On Monday, the Eleventh Circuit rendered an interesting opinion in the case of King v. Cessna Aircraft . The case concerned several interesting points on the doctrine offorum non conveniens, the most interesting of which is the competing rights guaranteed to foreign plaintiffs under bilateral treaties.
As a bit of background, the case arose out of wrongful death actions by one American, and numerous European plaintiffs, against Cessna Aircraft arising from a plane crash in Italy. Because, under Piper, foreign plaintiffs deserve less deference in their choice of forum, the district court dismissed the claims of all the European plaintiffs on the basis of forum non conveniens but stayed the action concerning the American plaintiff pending resolution of the foreign claims in Italy. The question presented is whether bilateral FCN treaties between the United States and Denmark, Finland, Italy, Norway, and Romania–all of which guarantee the foreign nationals “no less favorable” access to U.S. courts–should impact the private interest analysis under forum non conveniens. Here is how the Eleventh Circuit ruled on the question:
In the forum non conveniens analysis, “[a] foreign plaintiff’s choice of forum . . . is a weaker presumption that receives less deference. The European Plaintiffs point out a majority of them are from countries having bilateral treaties with the United States that accord them “no less favorable” access to U.S. courts to redress injuries caused by American actors. Thus, they argue, the district court erred in giving their choice less deference. We disagree. . . . Even assuming that, by treaty, plaintiffs were entitled to access American courts on the same terms as American citizens …, our case law does not support plaintiffs’ assertion that such a treaty would require that their choice of forum be afforded the same deference afforded to a U.S. citizen bringing suit in his or her home forum. Such a proposition impermissibly conflates citizenship and convenience. . . . A court considering a motion for dismissal on the grounds of forum non conveniens does not assign “talismanic significance to the citizenship or residence of the parties,” . . . and there is no inflexible rule that protects U.S. citizen or resident plaintiffs from having their causes dismissed for forum non conveniens. . . . [A]ppellants cannot successfully lay claim to the deference owed an American citizen or resident suing in her home forum. Plaintiffs are only entitled, at best, to the lesser deference afforded a U.S. citizen living abroad who sues in a U.S. forum. This analysis makes clear that although citizenship often acts as a proxy for convenience in the forum non conveniens analysis, the appropriate inquiry is indeed convenience. In this case, then, the lesser deference given by the district court to the European Plaintiffs’ choice of forum was consistent with the treaty obligations of the United States. Just as it would be less reasonable to presume an American citizen living abroad would choose an American forum for convenience, so too can we presume a foreign plaintiff does not choose to litigate in the United States for convenience.

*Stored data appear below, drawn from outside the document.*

//! Operator commands.
//!
//! The HTTP API has no login or registration surface. Users and bearer
//! tokens are provisioned here, against the same database file the server
//! opens. With no subcommand the binary serves the API.

use chrono::{Duration, Utc};
use clap::{Parser, Subcommand};
use rusqlite::Connection;
use uuid::Uuid;

use crate::api::types::issue_token;
use crate::config::{AppConfig, APP_NAME};
use crate::db::{self, repository, DatabaseError};
use crate::models::enums::UserRole;
use crate::models::User;

#[derive(Parser, Debug)]
#[command(name = "medikal", version, about = "Medikal clinical API")]
pub struct Cli {
    #[command(subcommand)]
    pub command: Option<Command>,
}

#[derive(Subcommand, Debug, PartialEq)]
pub enum Command {
    /// Create a user and print its id
    CreateUser {
        username: String,
        #[arg(long)]
        email: String,
        /// patient, doctor or admin
        #[arg(long, default_value = "doctor")]
        role: UserRole,
    },
    /// Issue a bearer token for an active user; the token is printed once
    IssueToken {
        user_id: String,
        /// Token lifetime; omit for a token that does not expire
        #[arg(long)]
        ttl_hours: Option<i64>,
    },
    /// Deactivate a user so that none of their tokens resolve
    DeactivateUser { user_id: String },
}

#[derive(Debug, thiserror::Error)]
pub enum CommandError {
    #[error("Database error: {0}")]
    Database(#[from] DatabaseError),
    #[error("No active user with id {0}")]
    UnknownUser(String),
    #[error("Token lifetime must be a positive number of hours, got {0}")]
    InvalidTtl(i64),
}

/// Open the configured database and run one command.
pub fn run(config: &AppConfig, command: Command) -> Result<String, CommandError> {
    let conn = db::open_database(&config.db_path)?;
    tracing::info!(db = %config.db_path.display(), "{APP_NAME} operator command");
    execute(&conn, command)
}

/// Run one command; returns the line to print.
pub fn execute(conn: &Connection, command: Command) -> Result<String, CommandError> {
    match command {
        Command::CreateUser {
            username,
            email,
            role,
        } => {
            let user = User {
                id: Uuid::new_v4().to_string(),
                username,
                email,
                role,
                is_active: true,
                created_at: Utc::now(),
            };
            repository::insert_user(conn, &user)?;
            tracing::info!(user_id = %user.id, role = user.role.as_str(), "User created");
            Ok(user.id)
        }
        Command::IssueToken { user_id, ttl_hours } => {
            let ttl = match ttl_hours {
                None => None,
                Some(hours) => Some(
                    Duration::try_hours(hours)
                        .filter(|ttl| hours > 0 && Utc::now().checked_add_signed(*ttl).is_some())
                        .ok_or(CommandError::InvalidTtl(hours))?,
                ),
            };
            match repository::get_user(conn, &user_id)? {
                Some(user) if user.is_active => {}
                _ => return Err(CommandError::UnknownUser(user_id)),
            }
            let token = issue_token(conn, &user_id, ttl)?;
            tracing::info!(%user_id, expires = ttl.is_some(), "Token issued");
            Ok(token)
        }
        Command::DeactivateUser { user_id } => {
            repository::set_user_active(conn, &user_id, false)?;
            tracing::info!(%user_id, "User deactivated");
            Ok(format!("deactivated {user_id}"))
        }
    }
}

#[cfg(test)]
mod tests {
    use super::*;
    use crate::api::types::hash_token;
    use crate::db::open_memory_database;

    fn parse(args: &[&str]) -> Option<Command> {
        Cli::try_parse_from(args).unwrap().command
    }

    fn create_doctor(conn: &Connection) -> String {
        execute(
            conn,
            Command::CreateUser {
                username: "dr.mugisha".into(),
                email: "mugisha@clinic.rw".into(),
                role: UserRole::Doctor,
            },
        )
        .unwrap()
    }

    #[test]
    fn no_subcommand_means_serve() {
        assert_eq!(parse(&["medikal"]), None);
    }

    #[test]
    fn subcommands_parse() {
        assert_eq!(
            parse(&["medikal", "issue-token", "u1", "--ttl-hours", "12"]),
            Some(Command::IssueToken {
                user_id: "u1".into(),
                ttl_hours: Some(12),
            })
        );
        assert_eq!(
            parse(&["medikal", "create-user", "keza", "--email", "keza@clinic.rw"]),
            Some(Command::CreateUser {
                username: "keza".into(),
                email: "keza@clinic.rw".into(),
                role: UserRole::Doctor,
            })
        );
        assert_eq!(
            parse(&["medikal", "create-user", "root", "--email", "a@b.rw", "--role", "admin"]),
            Some(Command::CreateUser {
                username: "root".into(),
                email: "a@b.rw".into(),
                role: UserRole::Admin,
            })
        );
    }

    #[test]
    fn unknown_role_is_rejected_by_the_parser() {
        assert!(Cli::try_parse_from(["medikal", "create-user", "x", "--email", "x@y", "--role", "nurse"]).is_err());
    }

    #[test]
    fn issued_token_authenticates_the_new_user() {
        let conn = open_memory_database().unwrap();
        let user_id = create_doctor(&conn);

        let token = execute(
            &conn,
            Command::IssueToken {
                user_id: user_id.clone(),
                ttl_hours: Some(24),
            },
        )
        .unwrap();

        let user = repository::find_user_by_token_hash(&conn, &hash_token(&token), Utc::now())
            .unwrap()
            .unwrap();
        assert_eq!(user.id, user_id);
        assert_eq!(user.role, UserRole::Doctor);
    }

    #[test]
    fn token_for_unknown_or_inactive_user_is_refused() {
        let conn = open_memory_database().unwrap();
        let err = execute(
            &conn,
            Command::IssueToken {
                user_id: "ghost".into(),
                ttl_hours: None,
            },
        )
        .unwrap_err();
        assert!(matches!(err, CommandError::UnknownUser(id) if id == "ghost"));

        let user_id = create_doctor(&conn);
        execute(&conn, Command::DeactivateUser { user_id: user_id.clone() }).unwrap();
        let err = execute(&conn, Command::IssueToken { user_id, ttl_hours: None }).unwrap_err();
        assert!(matches!(err, CommandError::UnknownUser(_)));
    }

    #[test]
    fn non_positive_ttl_is_refused() {
        let conn = open_memory_database().unwrap();
        let user_id = create_doctor(&conn);
        for hours in [0, -5, i64::MAX] {
            let err = execute(
                &conn,
                Command::IssueToken {
                    user_id: user_id.clone(),
                    ttl_hours: Some(hours),
                },
            )
            .unwrap_err();
            assert!(matches!(err, CommandError::InvalidTtl(h) if h == hours));
        }
    }

    #[test]
    fn deactivation_revokes_existing_tokens() {
        let conn = open_memory_database().unwrap();
        let user_id = create_doctor(&conn);
        let token = execute(
            &conn,
            Command::IssueToken {
                user_id: user_id.clone(),
                ttl_hours: None,
            },
        )
        .unwrap();

        execute(&conn, Command::DeactivateUser { user_id }).unwrap();
        assert!(repository::find_user_by_token_hash(&conn, &hash_token(&token), Utc::now())
            .unwrap()
            .is_none());
    }

    #[test]
    fn duplicate_username_is_a_database_error() {
        let conn = open_memory_database().unwrap();
        create_doctor(&conn);
        let err = execute(
            &conn,
            Command::CreateUser {
                username: "dr.mugisha".into(),
                email: "other@clinic.rw".into(),
                role: UserRole::Doctor,
            },
        )
        .unwrap_err();
        assert!(matches!(err, CommandError::Database(_)));
    }

    #[test]
    fn commands_run_against_the_configured_file() {
        let dir = tempfile::tempdir().unwrap();
        let raw_path = dir.path().join("medikal.db").to_string_lossy().to_string();
        let config =
            AppConfig::from_lookup(|k| (k == "MEDIKAL_DB_PATH").then(|| raw_path.clone())).unwrap();

        let user_id = run(
            &config,
            Command::CreateUser {
                username: "keza".into(),
                email: "keza@clinic.rw".into(),
                role: UserRole::Admin,
            },
        )
        .unwrap();
        let token = run(&config, Command::IssueToken { user_id, ttl_hours: None }).unwrap();

        let conn = db::open_database(&config.db_path).unwrap();
        assert!(repository::find_user_by_token_hash(&conn, &hash_token(&token), Utc::now())
            .unwrap()
            .is_some());
    }
}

Roger Alford at Opinio Juris sums up that, “based on this logic, foreign plaintiffs stand in the shoes of ex pat Americans living abroad.” If that is right, then, “one should find case law in which Americans living abroad enjoy this lesser presumption.” He correctly notes, however, that there is “no such case law and the court provides none.” And, the more fundamental problem with the opinion is that all the convenience factors they discuss on the defendant side are identical as between the European and American plaintiffs. The location of much of the evidence is in Italy, including evidence from Italian witnesses, that is true for both the American and European plaintiffs. Unless the claims of the Americans and the Europeans are different, and require differing use of the evidence (which is not the case here), then shouldn’t the convenience factors that the court touts so headily apply evenly to both sets of plaintiffs? I’m not suggesting that forum non dismissal was an inappropriate decision in the balance of factors–indeed, the place of the tort, the applicable law and the evidence is all in Italy–but I would think that the American plaintiffs should be equally vulnerable to dismissal on that grounds as well.